Now that Luna has the post, she said she wants to shift her focus from the confirmation hearing to the job at hand.
“I have a lot of ideas,” she said. “One of my main goals is to use our finances to help low income students succeed, because I am one of them, so I can relate. We have the funds, we should use them to help the students.
Schwimmer said his acceptance to UC Merced for the spring 2015 semester is his reason for stepping down. His acceptance was the main factor, but he said he resigned earlier than he had to.
“Another one that inspired me to resign earlier than the end of the semester is I thought that I’d have more power as an exec and I really didn’t,” he said. “I wasn’t able to do some of the things I was hoping to.”
Schwimmer said that his goal for the semester was to allocate funds to the Academic Success Center, but it was not achieved.
Schwimmer previously had issues with Ridley after she came to his work last semester and asked him to step down. He said that their tenure together was rocky immediately following the incident.
“There was animosity there,” he said. “And maybe a little awkwardness still. She wanted to win and she did. And she kind of did what she needed to do to do that.”
He said that for the most part he and Ridley learned to get along, and the duration of his time in the position was a learning experience.

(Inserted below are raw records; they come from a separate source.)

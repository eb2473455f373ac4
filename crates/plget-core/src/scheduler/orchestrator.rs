//! Session lifecycle: extract a playlist, persist its jobs, fan them out, finalize.

use anyhow::{Context, Result};
use std::collections::HashSet;
use std::sync::Arc;

use crate::breaker::CircuitBreaker;
use crate::config::{ConfigError, PlgetConfig};
use crate::control::ShutdownCoordinator;
use crate::fetcher::{MediaFetcher, PlaylistInfo};
use crate::identity;
use crate::naming::render_filename;
use crate::progress::ProgressTracker;
use crate::resume_db::{Job, JobStatus, ResumeDb, SessionStatus};
use crate::retry::{run_with_retry, RetryPolicy};

use super::invoke;
use super::parallel::run_jobs_parallel;
use super::report::{JobOutcome, OutcomeStatus, SessionReport, SessionTally};
use super::worker::WorkerContext;

/// Drives playlist downloads: one breaker, one tracker and one shutdown
/// coordinator shared by all workers it spawns.
pub struct Orchestrator {
    db: ResumeDb,
    fetcher: Arc<dyn MediaFetcher>,
    config: Arc<PlgetConfig>,
    policy: Arc<RetryPolicy>,
    breaker: Arc<CircuitBreaker>,
    progress: Arc<ProgressTracker>,
    shutdown: Arc<ShutdownCoordinator>,
}

impl Orchestrator {
    /// Build an orchestrator. The configuration is validated here and frozen.
    pub fn new(
        db: ResumeDb,
        fetcher: Arc<dyn MediaFetcher>,
        config: PlgetConfig,
    ) -> Result<Self, ConfigError> {
        config.validate()?;
        Ok(Self {
            db,
            fetcher,
            policy: Arc::new(config.retry_policy()),
            breaker: Arc::new(config.circuit_breaker()),
            config: Arc::new(config),
            progress: Arc::new(ProgressTracker::new()),
            shutdown: ShutdownCoordinator::shared(),
        })
    }

    pub fn with_progress(mut self, progress: Arc<ProgressTracker>) -> Self {
        self.progress = progress;
        self
    }

    pub fn with_shutdown(mut self, shutdown: Arc<ShutdownCoordinator>) -> Self {
        self.shutdown = shutdown;
        self
    }

    pub fn db(&self) -> &ResumeDb {
        &self.db
    }

    pub fn config(&self) -> &PlgetConfig {
        &self.config
    }

    pub fn breaker(&self) -> &CircuitBreaker {
        &self.breaker
    }

    pub fn progress(&self) -> &Arc<ProgressTracker> {
        &self.progress
    }

    pub fn shutdown(&self) -> &Arc<ShutdownCoordinator> {
        &self.shutdown
    }

    pub(super) fn worker_context(&self) -> WorkerContext {
        WorkerContext {
            db: self.db.clone(),
            fetcher: Arc::clone(&self.fetcher),
            config: Arc::clone(&self.config),
            policy: Arc::clone(&self.policy),
            breaker: Arc::clone(&self.breaker),
            progress: Arc::clone(&self.progress),
            shutdown: Arc::clone(&self.shutdown),
        }
    }

    /// Fetch every entry of a playlist that is not already completed.
    pub async fn download_playlist(&self, playlist_url: &str) -> Result<SessionReport> {
        let info = self.extract(playlist_url).await?;
        tracing::info!(
            playlist_url,
            title = %info.title,
            entries = info.entries.len(),
            "playlist extracted"
        );
        if let Err(e) = self
            .db
            .upsert_playlist(
                playlist_url,
                &info.title,
                info.description.as_deref(),
                info.entries.len() as u32,
            )
            .await
        {
            tracing::error!(playlist_url, error = %e, "failed to record playlist");
        }

        let mut pending = Vec::new();
        let mut tally = SessionTally::default();
        for job in self.build_jobs(playlist_url, &info) {
            let done = match self.db.is_job_completed(playlist_url, &job.item_id).await {
                Ok(done) => done,
                Err(e) => {
                    tracing::error!(job_id = %job.id, error = %e, "completion lookup failed");
                    false
                }
            };
            if done {
                tracing::debug!(job_id = %job.id, "already completed; not fetching again");
                tally.record(JobOutcome::new(&job, OutcomeStatus::AlreadyCompleted, None));
                continue;
            }
            if let Err(e) = self.db.upsert_job(&job).await {
                tracing::error!(job_id = %job.id, error = %e, "failed to persist job");
            }
            pending.push(job);
        }

        self.run_session(playlist_url, Some(info.title), pending, tally)
            .await
    }

    /// Reconcile a playlist's stored jobs for another run: jobs stuck in
    /// Downloading and Failed jobs go back to Pending. Returns the jobs that
    /// still need work, oldest first.
    pub async fn prepare_resume(&self, playlist_url: &str) -> Result<Vec<Job>> {
        let reset = self.db.reset_stuck_jobs(Some(playlist_url)).await?;
        let retried = self.db.mark_for_retry(playlist_url, None).await?;
        let jobs = self.db.get_incomplete_jobs(Some(playlist_url)).await?;
        tracing::info!(
            playlist_url,
            reset_stuck = reset,
            retried,
            incomplete = jobs.len(),
            "prepared resume"
        );
        Ok(jobs)
    }

    /// Continue an earlier run from the store. A playlist with nothing left to do
    /// (or never seen) is re-extracted so new entries are picked up.
    pub async fn resume_playlist(&self, playlist_url: &str) -> Result<SessionReport> {
        let jobs = self.prepare_resume(playlist_url).await?;
        if jobs.is_empty() {
            tracing::info!(playlist_url, "nothing to resume; checking playlist for new entries");
            return self.download_playlist(playlist_url).await;
        }

        let mut tally = SessionTally::default();
        for status in [JobStatus::Completed, JobStatus::Skipped] {
            for job in self.db.get_jobs_by_playlist(playlist_url, Some(status)).await? {
                tally.record(JobOutcome::new(&job, OutcomeStatus::AlreadyCompleted, None));
            }
        }
        let title = self
            .db
            .get_playlist(playlist_url)
            .await
            .ok()
            .flatten()
            .map(|p| p.title);
        self.run_session(playlist_url, title, jobs, tally).await
    }

    async fn extract(&self, playlist_url: &str) -> Result<PlaylistInfo> {
        if !self.breaker.can_execute() {
            anyhow::bail!("circuit breaker is open; not contacting the fetcher for {playlist_url}");
        }
        let res = run_with_retry(&self.policy, &self.shutdown, |_| {
            invoke::extract_attempt(&self.fetcher, &self.policy, playlist_url)
        })
        .await;
        match res {
            Ok(info) => {
                self.breaker.record_success();
                Ok(info)
            }
            Err(e) => {
                self.breaker.record_failure();
                Err(e).with_context(|| format!("extract playlist {playlist_url}"))
            }
        }
    }

    fn build_jobs(&self, playlist_url: &str, info: &PlaylistInfo) -> Vec<Job> {
        let cfg = &self.config;
        let mut seen = HashSet::new();
        let mut jobs = Vec::with_capacity(info.entries.len());
        for (i, entry) in info.entries.iter().enumerate() {
            if !seen.insert(entry.item_id.as_str()) {
                tracing::warn!(item_id = %entry.item_id, "duplicate playlist entry ignored");
                continue;
            }
            let index = i + 1;
            let target = render_filename(&cfg.naming_template, index, &entry.title, &cfg.format);
            jobs.push(Job::new(
                playlist_url,
                index as u32,
                entry,
                target,
                &cfg.quality,
                &cfg.format,
            ));
        }
        jobs
    }

    async fn run_session(
        &self,
        playlist_url: &str,
        playlist_title: Option<String>,
        jobs: Vec<Job>,
        tally: SessionTally,
    ) -> Result<SessionReport> {
        let total = (jobs.len() + tally.outcomes.len()) as u32;
        tokio::fs::create_dir_all(&self.config.output_dir)
            .await
            .with_context(|| {
                format!("create output dir {}", self.config.output_dir.display())
            })?;

        let session_id = match self
            .db
            .create_session(playlist_url, total, &self.config.snapshot())
            .await
        {
            Ok(id) => id,
            Err(e) => {
                tracing::error!(playlist_url, error = %e, "failed to record session");
                identity::session_id()
            }
        };
        tracing::info!(
            %session_id,
            playlist_url,
            total,
            to_fetch = jobs.len(),
            concurrency = self.config.concurrency,
            "session started"
        );
        if let Err(e) = self
            .db
            .update_session_stats(&session_id, Some(tally.completed), Some(tally.failed))
            .await
        {
            tracing::debug!(%session_id, error = %e, "initial session counters not stored");
        }

        // Report totals cover this session only.
        self.progress.reset();
        let ctx = self.worker_context();
        let tally =
            run_jobs_parallel(&ctx, &session_id, jobs, self.config.concurrency, tally).await;

        let status = if self.shutdown.is_shutdown_requested() {
            SessionStatus::Cancelled
        } else if tally.failed == 0 {
            SessionStatus::Completed
        } else {
            SessionStatus::Failed
        };
        if let Err(e) = self.db.complete_session(&session_id, status).await {
            tracing::error!(%session_id, error = %e, "failed to finalize session");
        }
        if let Err(e) = self
            .db
            .cleanup_old_sessions(self.config.session_retention_days)
            .await
        {
            tracing::warn!(error = %e, "session cleanup failed");
        }
        self.progress.cleanup();

        tracing::info!(
            %session_id,
            status = status.as_str(),
            completed = tally.completed,
            failed = tally.failed,
            abandoned = tally.abandoned,
            "session finished"
        );
        Ok(SessionReport {
            session_id,
            playlist_url: playlist_url.to_string(),
            playlist_title,
            status,
            total,
            completed: tally.completed,
            failed: tally.failed,
            skipped: tally.skipped,
            abandoned: tally.abandoned,
            outcomes: tally.outcomes,
            overall: self.progress.overall_stats(),
            breaker_state: self.breaker.state(),
        })
    }
}
//! `plget status [url]` – list playlists, or the items of one playlist.

use anyhow::Result;
use plget_core::resume_db::ResumeDb;

pub async fn run_status(db: &ResumeDb, url: Option<&str>) -> Result<()> {
    match url {
        Some(url) => playlist_status(db, url).await,
        None => all_playlists(db).await,
    }
}

async fn all_playlists(db: &ResumeDb) -> Result<()> {
    let playlists = db.list_playlists().await?;
    if playlists.is_empty() {
        println!("No playlists in database.");
        return Ok(());
    }
    println!("{:<7} {:<7} {:<7} {}", "DONE", "FAILED", "TOTAL", "PLAYLIST");
    for p in playlists {
        let info = db.resume_info(&p.url).await?;
        println!(
            "{:<7} {:<7} {:<7} {} ({})",
            info.completed_count, info.failed_count, info.total_count, p.title, p.url
        );
    }
    Ok(())
}

async fn playlist_status(db: &ResumeDb, url: &str) -> Result<()> {
    let jobs = db.get_jobs_by_playlist(url, None).await?;
    if jobs.is_empty() {
        println!("No items recorded for {url}.");
        return Ok(());
    }
    println!("{:<5} {:<12} {:<15} {}", "#", "STATUS", "ERROR", "TITLE");
    for j in &jobs {
        let kind = j
            .last_error
            .as_ref()
            .map(|e| e.kind.as_str())
            .unwrap_or("-");
        println!(
            "{:<5} {:<12} {:<15} {}",
            j.playlist_index,
            j.status.as_str(),
            kind,
            j.title
        );
    }

    let info = db.resume_info(url).await?;
    println!(
        "{} of {} done, {} failed.",
        info.completed_count, info.total_count, info.failed_count
    );
    if info.can_resume {
        println!("{} item(s) left; run `plget resume {url}`.", info.incomplete_count);
    }
    if let Some(last) = db.list_sessions(url).await?.first() {
        println!(
            "Last session {} [{}]: {}/{} completed, {} failed.",
            last.id,
            last.status.as_str(),
            last.completed_jobs,
            last.total_jobs,
            last.failed_jobs
        );
    }
    Ok(())
}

“We agreed to disagree on a lot of things,” he said. “She’s very financially conservative and I’m extraordinarily liberal when it comes to financial matters. Yeah, we had giant differences of opinion, but that really didn’t come into play too much.”
Schwimmer said the semester’s obstacle was the fact that the executives as well as their advisors were new. He said they could have performed better with experience. While he said he would do things differently if he were to go for a position at UC Merced, he did not regret his time in the SWC ASO.
“I’m glad I got to be a very different opinion in the group,” he said.
Whiting said he will continue to pursue his charges against Luna because he felt that the attack was personal and potentially damaging to his reputation.
“Its bigger than just my situation, it goes into a cultural thing,” he said. “I know that they say the statistics for false allegations of actual sexual assault are so small that they can be written off as error, but I’m that small infinitesimal percentage of somebody that alleged something on me.”
Correction: A previous version of this story referred to the ASO Veteran Senator as David Millar. His name is Charlie Millar. The Sun apologizes for this error.